Sales of Business Interest Before Calendar Year 2026


A. Past Sales of Business Interests by a Resident


This firm has drafted several SALT buzzes describing the ongoing debate in Ohio on whether the sale of a business interest is business income.[1] For an individual that is an Ohio resident at the time of sale, the taxpayer generally wants the gain to be considered business income in Ohio because a resident is taxed at 100% of his/her income and, if the gain is business income, it will be eligible for the business income deduction (“BID”) and the lower tax rate on business income, which has historically been an approximately 1.8% difference. A nonresident typically wants the gain to be considered nonbusiness income in Ohio because nonresidents would not be subject to Ohio tax on the sale.


Because of this dichotomy, the recent audit activity and litigation has been focused on residents and whether the gain on the sale is subject to a significantly higher amount of tax. We previously described the Ohio Department of Taxation’s (“ODT’s) audit program and the identification and audit of 200+ individual taxpayers that sold business interests.[2] That debate is ongoing. As described above, there are variations depending on the individual’s relationship with the entity, whether the transaction was treated as an asset sale for federal income tax purposes, and whether a legal entity sold the interest rather than an individual. Only in a few rare fact patterns has ODT been willing to drop the audit and/or assessment. There are opportunities for taxpayers to settle or continue their appeals until the issue is resolved legislatively or through litigation. Both the legislative and litigation efforts are ongoing, and the final resolution may vary depending on the fact pattern.


In terms of litigation, on October 28th, 2021 a hearing was held at the Ohio Board of Tax Appeals (“Board”) in Linehan v.

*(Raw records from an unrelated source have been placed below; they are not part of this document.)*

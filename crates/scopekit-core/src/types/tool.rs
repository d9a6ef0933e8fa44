//! Tool types.
//!
//! Tools are functions a server exposes for clients to invoke. Each tool has
//! a name, an optional description, and a JSON Schema for its arguments.

use serde::{Deserialize, Serialize};
use serde_json::{Map, Value};

use super::content::Content;

/// A tool definition exposed by a server.
///
/// # Example
///
/// ```rust
/// use scopekit_core::types::Tool;
///
/// let tool = Tool::new("read_doc_content")
///     .description("Read the contents of a document and return it as a string.")
///     .with_string_param("doc_id", "Id of the document to read", true);
///
/// assert_eq!(tool.input_schema["required"][0], "doc_id");
/// ```
#[derive(Debug, Clone, PartialEq, Serialize, Deserialize)]
pub struct Tool {
    /// Unique name of the tool.
    pub name: String,
    /// Human-readable description of what the tool does.
    #[serde(skip_serializing_if = "Option::is_none")]
    pub description: Option<String>,
    /// JSON Schema defining the tool's input parameters.
    #[serde(rename = "inputSchema")]
    pub input_schema: Value,
    /// Optional hints about tool behavior.
    #[serde(skip_serializing_if = "Option::is_none")]
    pub annotations: Option<ToolAnnotations>,
}

impl Tool {
    /// Create a new tool with an empty object schema.
    #[must_use]
    pub fn new(name: impl Into<String>) -> Self {
        Self {
            name: name.into(),
            description: None,
            input_schema: serde_json::json!({
                "type": "object",
                "properties": {}
            }),
            annotations: None,
        }
    }

    /// Set the tool's description.
    #[must_use]
    pub fn description(mut self, description: impl Into<String>) -> Self {
        self.description = Some(description.into());
        self
    }

    /// Replace the tool's input schema.
    #[must_use]
    pub fn input_schema(mut self, schema: Value) -> Self {
        self.input_schema = schema;
        self
    }

    /// Set the tool's annotations.
    #[must_use]
    pub fn annotations(mut self, annotations: ToolAnnotations) -> Self {
        self.annotations = Some(annotations);
        self
    }

    /// Whether the tool is marked as read-only.
    #[must_use]
    pub fn is_read_only(&self) -> bool {
        self.annotations
            .as_ref()
            .and_then(|a| a.read_only_hint)
            .unwrap_or(false)
    }

    /// Add a string parameter to the input schema.
    ///
    /// A schema that is not a JSON object is replaced by an empty object
    /// schema first.
    #[must_use]
    pub fn with_string_param(
        mut self,
        name: impl Into<String>,
        description: impl Into<String>,
        required: bool,
    ) -> Self {
        let name = name.into();
        let schema = self.schema_object();

        let properties = schema
            .entry("properties")
            .or_insert_with(|| Value::Object(Map::new()));
        if !properties.is_object() {
            *properties = Value::Object(Map::new());
        }
        properties[name.as_str()] = serde_json::json!({
            "type": "string",
            "description": description.into()
        });

        if required {
            let list = schema
                .entry("required")
                .or_insert_with(|| Value::Array(Vec::new()));
            if let Some(list) = list.as_array_mut() {
                list.push(Value::String(name));
            }
        }
        self
    }

    fn schema_object(&mut self) -> &mut Map<String, Value> {
        if !self.input_schema.is_object() {
            self.input_schema = serde_json::json!({"type": "object"});
        }
        match &mut self.input_schema {
            Value::Object(map) => map,
            _ => unreachable!("schema was normalized to an object"),
        }
    }
}

/// Hints about tool behavior.
#[derive(Debug, Clone, Default, PartialEq, Eq, Serialize, Deserialize)]
pub struct ToolAnnotations {
    /// Human-readable title for display.
    #[serde(skip_serializing_if = "Option::is_none")]
    pub title: Option<String>,
    /// The tool only reads data.
    #[serde(rename = "readOnlyHint", skip_serializing_if = "Option::is_none")]
    pub read_only_hint: Option<bool>,
    /// The tool may perform destructive updates.
    #[serde(rename = "destructiveHint", skip_serializing_if = "Option::is_none")]
    pub destructive_hint: Option<bool>,
    /// Repeated calls with the same input have no additional effect.
    #[serde(rename = "idempotentHint", skip_serializing_if = "Option::is_none")]
    pub idempotent_hint: Option<bool>,
}

impl ToolAnnotations {
    /// Annotations for a read-only tool.
    #[must_use]
    pub fn read_only() -> Self {
        Self {
            read_only_hint: Some(true),
            ..Default::default()
        }
    }

    /// Annotations for a destructive tool.
    #[must_use]
    pub fn destructive() -> Self {
        Self {
            destructive_hint: Some(true),
            ..Default::default()
        }
    }

    /// Mark the tool as idempotent.
    #[must_use]
    pub const fn with_idempotent(mut self, idempotent: bool) -> Self {
        self.idempotent_hint = Some(idempotent);
        self
    }
}

/// The result of calling a tool.
#[derive(Debug, Clone, Default, PartialEq, Eq, Serialize, Deserialize)]
pub struct CallToolResult {
    /// The content returned by the tool.
    pub content: Vec<Content>,
    /// Set when this result represents an error.
    #[serde(rename = "isError", skip_serializing_if = "Option::is_none")]
    pub is_error: Option<bool>,
}

impl CallToolResult {
    /// Create a successful text result.
    #[must_use]
    pub fn text(text: impl Into<String>) -> Self {
        Self {
            content: vec![Content::text(text)],
            is_error: None,
        }
    }

    /// Create an error result.
    #[must_use]
    pub fn error(message: impl Into<String>) -> Self {
        Self {
            content: vec![Content::text(message)],
            is_error: Some(true),
        }
    }

    /// Whether this result indicates an error.
    #[must_use]
    pub fn is_error(&self) -> bool {
        self.is_error.unwrap_or(false)
    }

    /// All text content joined with newlines.
    #[must_use]
    pub fn text_content(&self) -> String {
        self.content
            .iter()
            .filter_map(Content::as_text)
            .collect::<Vec<_>>()
            .join("\n")
    }
}

/// Ergonomic return type for tool handlers, converted into
/// [`CallToolResult`].
#[derive(Debug, Clone)]
pub enum ToolOutput {
    /// Successful output.
    Success(CallToolResult),
    /// Recoverable error, reported to the caller as an error result rather
    /// than a protocol failure.
    RecoverableError {
        /// The error message.
        message: String,
    },
}

impl ToolOutput {
    /// Create a text result.
    #[must_use]
    pub fn text(text: impl Into<String>) -> Self {
        Self::Success(CallToolResult::text(text))
    }

    /// Create a recoverable error.
    #[must_use]
    pub fn error(message: impl Into<String>) -> Self {
        Self::RecoverableError {
            message: message.into(),
        }
    }
}

impl From<ToolOutput> for CallToolResult {
    fn from(output: ToolOutput) -> Self {
        match output {
            ToolOutput::Success(result) => result,
            ToolOutput::RecoverableError { message } => Self::error(message),
        }
    }
}

/// Response for listing tools.
#[derive(Debug, Clone, Default, PartialEq, Serialize, Deserialize)]
pub struct ListToolsResult {
    /// The available tools.
    pub tools: Vec<Tool>,
}

/// Request parameters for calling a tool.
#[derive(Debug, Clone, PartialEq, Serialize, Deserialize)]
pub struct CallToolRequest {
    /// Name of the tool to call.
    pub name: String,
    /// Arguments to pass to the tool.
    #[serde(default, skip_serializing_if = "Value::is_null")]
    pub arguments: Value,
}

impl CallToolRequest {
    /// Create a tool call request.
    #[must_use]
    pub fn new(name: impl Into<String>, arguments: Value) -> Self {
        Self {
            name: name.into(),
            arguments,
        }
    }
}

#[cfg(test)]
mod tests {
    use super::*;
    use pretty_assertions::assert_eq;

    #[test]
    fn test_tool_builder() {
        let tool = Tool::new("update_doc_content")
            .description("Update a document")
            .with_string_param("doc_id", "Id of the document", true)
            .with_string_param("content", "New content", true)
            .annotations(ToolAnnotations::destructive());

        assert_eq!(tool.input_schema["properties"]["doc_id"]["type"], "string");
        assert_eq!(
            tool.input_schema["required"],
            serde_json::json!(["doc_id", "content"])
        );
        assert!(!tool.is_read_only());
    }

    #[test]
    fn test_non_object_schema_is_replaced() {
        let tool = Tool::new("odd")
            .input_schema(Value::Null)
            .with_string_param("q", "query", false);

        assert_eq!(tool.input_schema["type"], "object");
        assert!(tool.input_schema.get("required").is_none());
    }

    #[test]
    fn test_tool_output_conversion() {
        let result: CallToolResult = ToolOutput::text("Success").into();
        assert!(!result.is_error());
        assert_eq!(result.text_content(), "Success");

        let result: CallToolResult = ToolOutput::error("Document with id x is not found").into();
        assert!(result.is_error());
    }

    #[test]
    fn test_tool_serialization() {
        let json = serde_json::to_string(&Tool::new("test")).unwrap();
        assert!(json.contains("\"name\":\"test\""));
        assert!(json.contains("\"inputSchema\""));

        let result = serde_json::to_value(CallToolResult::error("nope")).unwrap();
        assert_eq!(result["isError"], true);
    }
}
//! Context walkthrough
//!
//! Replays four ways of holding several async resources at once:
//!
//! 1. nested scopes, using each connection as soon as it opens;
//! 2. nested scopes, using both connections together;
//! 3. one stack holding both connections;
//! 4. one stack with a conditional acquisition and a deferred cleanup.
//!
//! A fifth run shows a failed acquisition: only what was already opened is
//! released.
//!
//! # Running
//!
//! ```bash
//! cargo run -p context-walkthrough
//! RUST_LOG=scopekit_core=debug cargo run -p context-walkthrough
//! ```

use std::io;
use std::time::Duration;

use futures::FutureExt;
use scopekit::BoxError;
use scopekit::prelude::*;
use tracing::info;

/// A pretend connection announcing when it is opened and closed.
struct Connection {
    name: String,
    reachable: bool,
}

fn get_connection(name: &str) -> Connection {
    Connection {
        name: name.to_string(),
        reachable: true,
    }
}

fn unreachable_connection(name: &str) -> Connection {
    Connection {
        name: name.to_string(),
        reachable: false,
    }
}

impl ScopedResource for Connection {
    type Output = String;
    type Error = io::Error;

    async fn enter(&mut self) -> Result<String, io::Error> {
        if !self.reachable {
            return Err(io::Error::new(
                io::ErrorKind::ConnectionRefused,
                format!("{} refused the connection", self.name),
            ));
        }
        println!("ENTER: {}", self.name);
        Ok(self.name.clone())
    }

    async fn exit(self) -> Result<(), io::Error> {
        println!("EXIT: {}", self.name);
        Ok(())
    }
}

async fn nested_use_each() -> Result<(), ScopeError<BoxError>> {
    scoped(|outer| {
        async move {
            let a = outer.enter("A", get_connection("A")).await?;
            println!("Using connection {a}");
            scoped(|inner| {
                async move {
                    let b = inner.enter("B", get_connection("B")).await?;
                    println!("Using connection {b}");
                    Ok::<_, StackError>(())
                }
                .boxed()
            })
            .await?;
            Ok::<_, BoxError>(())
        }
        .boxed()
    })
    .await
}

async fn nested_use_both() -> Result<(), ScopeError<BoxError>> {
    scoped(|outer| {
        async move {
            let a = outer.enter("A", get_connection("A")).await?;
            scoped(move |inner| {
                async move {
                    let b = inner.enter("B", get_connection("B")).await?;
                    println!("Using connection {a} and {b}");
                    Ok::<_, StackError>(())
                }
                .boxed()
            })
            .await?;
            Ok::<_, BoxError>(())
        }
        .boxed()
    })
    .await
}

async fn one_stack() -> Result<(), ScopeError<StackError>> {
    scoped(|stack| {
        async move {
            let a = stack.enter("A", get_connection("A")).await?;
            let b = stack.enter("B", get_connection("B")).await?;
            println!("Using Connection {a} and {b}");
            Ok::<_, StackError>(())
        }
        .boxed()
    })
    .await
}

async fn conditional_with_cleanup() -> Result<(), ScopeError<StackError>> {
    scoped(|stack| {
        async move {
            let a = stack.enter("A", get_connection("A")).await?;
            let mut b = None;
            if a == "A" {
                let opened = stack.enter("B", get_connection("B")).await?;
                println!("Using Connection {a} and {opened}");
                b = Some(opened);
            }

            stack.defer("custom cleanup", || async {
                println!("Clean up function called");
            })?;

            println!("Doing work with {a} and maybe {b:?}");
            tokio::time::sleep(Duration::from_millis(200)).await;
            Ok::<_, StackError>(())
        }
        .boxed()
    })
    .await
}

async fn failed_second_connection() -> Result<(), ScopeError<StackError>> {
    scoped(|stack| {
        async move {
            let a = stack.enter("A", get_connection("A")).await?;
            let b = stack.enter("B", unreachable_connection("B")).await?;
            println!("Using Connection {a} and {b}");
            Ok::<_, StackError>(())
        }
        .boxed()
    })
    .await
}

#[tokio::main]
async fn main() -> Result<(), Box<dyn std::error::Error>> {
    tracing_subscriber::fmt()
        .with_env_filter(
            tracing_subscriber::EnvFilter::from_default_env()
                .add_directive("context_walkthrough=info".parse()?),
        )
        .init();

    info!("1. Nested scopes, using each connection");
    nested_use_each().await?;

    info!("2. Nested scopes, using both connections");
    nested_use_both().await?;

    info!("3. One stack");
    one_stack().await?;

    info!("4. Conditional acquisition with a deferred cleanup");
    conditional_with_cleanup().await?;

    info!("5. Failed second connection");
    match failed_second_connection().await {
        Err(ScopeError::Body(err)) => println!("Scope failed: {err}"),
        other => other?,
    }

    Ok(())
}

McClain, Ohio Board of Tax Appeals No. 2020-430. The Board is a tribunal that is the first level of appeal after the exhaustion of any appeals at ODT of an issuance of an assessment or denial of a refund by ODT. The Board cannot decide constitutional issues. Any decision by the Board in Tax Commissioner cases, such as individual income tax matters, are appealable by either party to the Ohio Supreme Court or to a local Court of Appeals.


The Linehan case is the first matter at the Board involving an Ohio resident that sold a business interest that considers whether the gain is business income or nonbusiness income. The parties need to brief the case and then the Board will render a decision. Thus, it will likely take a year or more before a decision is issued by the Board. Because of the broad importance of the issue, the Board’s decision will likely be appealed to the Ohio Supreme Court, which could take another few years. There is at least one other case on the business income topic pending at the Board and many others still at ODT audit and appeals division levels. There are also some variations on the issue, including legal sales treated as asset sales for federal income tax purposes and situations where a legal entity (versus the ultimate individual owner) sold the business interest at issue, that may require litigation of additional fact patterns.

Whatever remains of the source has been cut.